On 15 October 2010, the Australian dollar reached parity with the US dollar for the first time since becoming a freely traded currency, trading above US$1 for a few seconds.[14] The currency then traded above parity for a sustained period of several days in November, and fluctuated around that mark into 2011.[15] On 2 May 2011 the Australian Dollar hit a record high since the floating of the dollar. It traded at a $1.1011 against the US Dollar. [16] Some have even suggested the dollar could rise as high as 1.70 USD by 2014. [17]
Some commentators claim that the value of the dollar in 2011 is related to Europe's sovereign debt crisis, and Australia's strong ties with material importers in Asia and in particular China.[18]

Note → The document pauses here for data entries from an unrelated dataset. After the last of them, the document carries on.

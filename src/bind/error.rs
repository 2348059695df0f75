use thiserror::Error;

#[derive(Debug, Error)]
pub enum BindError {
    #[error("invalid binding name {0:?}: must be a Lua identifier")]
    InvalidName(String),

    #[error("binding {0:?} is already registered")]
    Duplicate(String),

    #[error("lua: {0}")]
    Lua(#[from] mlua::Error),
}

Economists posit that commodity prices are the dominant driver of the Australian dollar, and this means changes in exchange rates of the Australian dollar occur in ways opposite to many other currencies.[19] For decades, Australia's balance of trade has depended primarily upon commodity exports such as minerals and agricultural products. This means the relative value of the dollar varies significantly during the business cycle, rallying during global booms as Australia exports raw materials, and falling when mineral prices slump or when domestic spending overshadows the export earnings outlook. This movement is in the opposite direction to reserve currencies, which tend to be stronger during market slumps as traders move value from falling stocks into cash.

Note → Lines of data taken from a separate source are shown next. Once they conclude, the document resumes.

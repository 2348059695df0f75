use std::cell::RefCell;
use std::fmt::Display;
use std::io::{self, IsTerminal, Write};
use std::rc::Rc;

use crossterm::style::Stylize;

use crate::model::config::ColorMode;

const FAIL_TAG: &str = "✗ TEST FAILED:";
const PASS_TAG: &str = "✓ TEST PASSED:";

/// Styling decision, made once at startup.
#[derive(Debug, Clone, Copy, PartialEq, Eq)]
pub struct Palette {
    color: bool,
}

impl Palette {
    pub fn resolve(mode: ColorMode) -> Self {
        let color = match mode {
            ColorMode::Always => true,
            ColorMode::Never => false,
            ColorMode::Auto => {
                io::stdout().is_terminal() && std::env::var_os("NO_COLOR").is_none()
            }
        };
        Self { color }
    }

    #[cfg(test)]
    pub fn plain() -> Self {
        Self { color: false }
    }

    pub fn colored(&self) -> bool {
        self.color
    }

    pub fn fail_tag(&self) -> String {
        if self.color {
            FAIL_TAG.red().bold().to_string()
        } else {
            FAIL_TAG.to_string()
        }
    }

    pub fn pass_tag(&self) -> String {
        if self.color {
            PASS_TAG.green().bold().to_string()
        } else {
            PASS_TAG.to_string()
        }
    }
}

/// Shared handle to the harness output. Natives and the harness write
/// through clones of the same sink.
#[derive(Clone)]
pub struct Console {
    sink: Rc<RefCell<dyn Write>>,
    palette: Palette,
}

impl Console {
    pub fn stdout(palette: Palette) -> Self {
        Self::new(Rc::new(RefCell::new(io::stdout())), palette)
    }

    pub fn new(sink: Rc<RefCell<dyn Write>>, palette: Palette) -> Self {
        Self { sink, palette }
    }

    pub fn line(&self, text: impl Display) -> io::Result<()> {
        let mut sink = self.sink.borrow_mut();
        writeln!(sink, "{text}")?;
        sink.flush()
    }

    pub fn failure(&self, message: impl Display) -> io::Result<()> {
        self.line(format_args!("{} {message}", self.palette.fail_tag()))
    }

    pub fn pass(&self, message: impl Display) -> io::Result<()> {
        self.line(format_args!("{} {message}", self.palette.pass_tag()))
    }
}

#[cfg(test)]
pub(crate) mod testing {
    use super::*;

    /// Console writing into an in-memory buffer.
    pub fn capture(palette: Palette) -> (Console, Rc<RefCell<Vec<u8>>>) {
        let buffer = Rc::new(RefCell::new(Vec::new()));
        let console = Console::new(buffer.clone(), palette);
        (console, buffer)
    }

    pub fn text(buffer: &Rc<RefCell<Vec<u8>>>) -> String {
        String::from_utf8(buffer.borrow().clone()).expect("console output is utf-8")
    }
}

#[cfg(test)]
mod tests {
    use super::testing::{capture, text};
    use super::*;

    #[test]
    fn plain_palette_has_no_escapes() {
        let (console, buffer) = capture(Palette::plain());
        console.failure("Answer should be 42").unwrap();
        console.pass("done").unwrap();

        assert_eq!(
            text(&buffer),
            "✗ TEST FAILED: Answer should be 42\n✓ TEST PASSED: done\n"
        );
    }

    #[test]
    fn colored_palette_styles_tags_only() {
        let palette = Palette::resolve(ColorMode::Always);
        assert!(palette.colored());

        let (console, buffer) = capture(palette);
        console.pass("done").unwrap();
        let out = text(&buffer);

        assert!(out.contains('\u{1b}'));
        assert!(out.contains(PASS_TAG));
        assert!(out.ends_with(" done\n"));
    }

    #[test]
    fn never_disables_color() {
        assert!(!Palette::resolve(ColorMode::Never).colored());
    }
}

Although not considered a reserve currency, high volatility and its unorthodox movement in exchange rates has contributed to the AUD's status as one of the most traded currencies in the world.[4] Other factors include a relative lack of central bank intervention, and general stability of the Australian economy and government

Exchange rate policies

Prior to 1983, Australia maintained a fixed exchange rate. The first peg was between the Australian and British pounds, initially at par, and later at 0.8 GBP (16 shillings sterling). This reflected its historical ties as well as a view about the stability in value of the British pound. From 1946 to 1971, Australia maintained a peg under the Bretton Woods system, a fixed exchange rate system that pegged the U.S. dollar to gold, but the Australian dollar was effectively pegged to sterling until 1967.
With the breakdown of the Bretton Woods system in 1971, Australia converted the traditional peg to a fluctuating rate against the US dollar. In September 1974, Australia valued the dollar against a basket of currencies called the trade weighted index (TWI) in an effort to reduce the fluctuations associated with its tie to the US dollar.[21] The daily TWI valuation was changed in November 1976 to a periodically adjusted valuation.
On 12 December 1983, the Australian Labor government led by Prime Minister Bob Hawke and Treasurer Paul Keating floated the Australian dollar, with the exchange rate reflecting the balance of payments and other market drivers.